The story centers around a high school geometry teacher named Donna. Donna has remained single longer than many of her friends. But finally she meets a guy at the local food bank where they both volunteer. They get friendly. She gets to wondering if maybe they could be more than friends. And then he disappears. Donna goes looking for him, and meets his neighbor, Sam.
Sam is almost a polar opposite of Donna. Where she is reserved and analytical, he’s gregarious and emotional. And a beefy weight-lifter type that Donna refers to as “calendar art.” Well, the mystery (and the romance) is on, as Sam and Donna work together--although somewhat reluctantly on Donna’s part--to try to find out what happened to the missing man.
What do you think makes a good story?
I’m fond of mystery, so I’ll comment on that genre. I think a good mystery will challenge the reader, while being possible (but unlikely) to solve. The characters will be people you’d want to know (or feel like you already do), and the setting should make you want to visit.
Did you learn anything from writing your book and what was it?

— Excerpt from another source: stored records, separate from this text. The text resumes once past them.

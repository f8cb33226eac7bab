use csk_core::envelope::{Envelope, NextAction};
use csk_core::event::EventLog;
use csk_core::paths::Layout;
use csk_core::status;

pub fn run(layout: &Layout) -> Envelope {
    // Status is a pure read; it takes no command bracket and must not
    // create state on an unbootstrapped root.
    let log = if status::bootstrapped(layout) {
        EventLog::open(layout).ok()
    } else {
        None
    };

    match status::project_status(layout, log.as_ref()) {
        Ok(projection) => {
            let summary = format!(
                "phase {} — {} module(s), active task {}",
                projection.project_phase,
                projection.modules.len(),
                projection.active_task_id.as_deref().unwrap_or("none"),
            );
            let next = projection.next.clone();
            let data = serde_json::to_value(&projection).unwrap_or_default();
            Envelope::ok(summary, next).with_data(data)
        }
        Err(e) => Envelope::from_error(&e, NextAction::new("csk bootstrap")),
    }
}
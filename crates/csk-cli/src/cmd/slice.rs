use clap::Subcommand;
use csk_core::envelope::{Envelope, NextAction};
use csk_core::event::EventScope;
use csk_core::executor::{self, ReviewInput, SliceRunRequest};
use csk_core::paths::Layout;
use csk_core::types::SliceStatus;
use std::path::PathBuf;

#[derive(Subcommand)]
pub enum SliceSubcommand {
    /// Run one slice through implement and the gate sequence
    Run {
        #[arg(long = "module-id")]
        module_id: String,
        #[arg(long = "task-id")]
        task_id: String,
        #[arg(long = "slice-id")]
        slice_id: String,
        /// Implement command as trailing argv (no shell)
        #[arg(long = "implement", num_args = 1.., allow_hyphen_values = true)]
        implement: Option<Vec<String>>,
        /// Review counters recorded by the executor
        #[arg(long, default_value = "0")]
        p0: u32,
        #[arg(long, default_value = "0")]
        p1: u32,
        #[arg(long, default_value = "0")]
        p2: u32,
        #[arg(long, default_value = "0")]
        p3: u32,
        #[arg(long = "review-summary", default_value = "")]
        review_summary: String,
        #[arg(long, default_value = "engine")]
        reviewer: String,
        /// Run against this workdir instead of the module path
        #[arg(long)]
        workdir: Option<PathBuf>,
    },
}

pub fn run(layout: &Layout, subcommand: SliceSubcommand) -> Envelope {
    match subcommand {
        SliceSubcommand::Run {
            module_id,
            task_id,
            slice_id,
            implement,
            p0,
            p1,
            p2,
            p3,
            review_summary,
            reviewer,
            workdir,
        } => {
            let scope = EventScope::slice(&module_id, &task_id, &slice_id);
            super::bracketed(layout, "slice run", scope, |log| {
                let request = SliceRunRequest {
                    module_id: &module_id,
                    task_id: &task_id,
                    slice_id: &slice_id,
                    implement_argv: implement.clone(),
                    review: ReviewInput { p0, p1, p2, p3 },
                    review_summary: &review_summary,
                    reviewer: &reviewer,
                    workdir: workdir.clone(),
                };
                let outcome = executor::slice_run(layout, log, &request)?;

                let envelope = if outcome.completed() {
                    Envelope::ok(
                        format!("slice {slice_id} completed (attempt {})", outcome.attempts),
                        NextAction::new(format!(
                            "csk gate validate-ready --module-id {module_id} --task-id {task_id}"
                        ))
                        .with_alternatives(["csk status --json"]),
                    )
                    .with_refs(outcome.manifest_path.clone().into_iter())
                } else {
                    let gate = outcome.failed_gate.clone().unwrap_or_default();
                    let next = match (gate.as_str(), outcome.status) {
                        ("scope", _) => NextAction::new(format!(
                            "revert the out-of-scope files, then csk slice run --module-id {module_id} --task-id {task_id} --slice-id {slice_id}"
                        )),
                        (_, SliceStatus::Blocked) => NextAction::new(format!(
                            "csk retro run --module-id {module_id} --task-id {task_id}"
                        )),
                        _ => NextAction::new(format!(
                            "csk slice run --module-id {module_id} --task-id {task_id} --slice-id {slice_id}"
                        )),
                    };
                    Envelope::gate_failed(
                        format!(
                            "slice {slice_id} failed at the {gate} gate (attempt {})",
                            outcome.attempts
                        ),
                        next,
                    )
                    .with_errors(
                        outcome
                            .incident_kind
                            .iter()
                            .map(|k| format!("{k}: gate {gate} did not pass")),
                    )
                };
                Ok(envelope.with_data(serde_json::to_value(&outcome)?))
            })
        }
    }
}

I think it was that everyone likes a little romance. This was the first story that I attempted that had romance mingled with the mystery, and it surprised me how light a touch you could play the romance and have it still be a romance. And I like that. My protagonist is an analytic type, and she doesn’t have much patience for all the mushy stuff. And when it happens to her, it only comes with a bit of self-loathing, which was fun to write.
Oh, count me in. I always want at least a little romance no matter what genre I'm reading. Do you have any advice for other writers?
Temper your dreams with shorter, attainable goals and lots of hard work. There is a fine line between a dream and a delusion.
Why did you choose to write cozy mysteries?
I love cozy mysteries. I find them relaxing and entertaining, and like the added challenge of trying to solve the mystery myself. I was first drawn to the mixing of humor and mystery through the television show Monk.
Oh, Monk is a great show and he's a wonderful character. So what about you as a character? If you were written about in the newspaper, on the front page, what would the headline say?
“News runs out of important people to cover,” probably.
Hey, that's mine! Thanks for the laugh and for the interview. I hope Gold, Frankincense and Murder sells a million!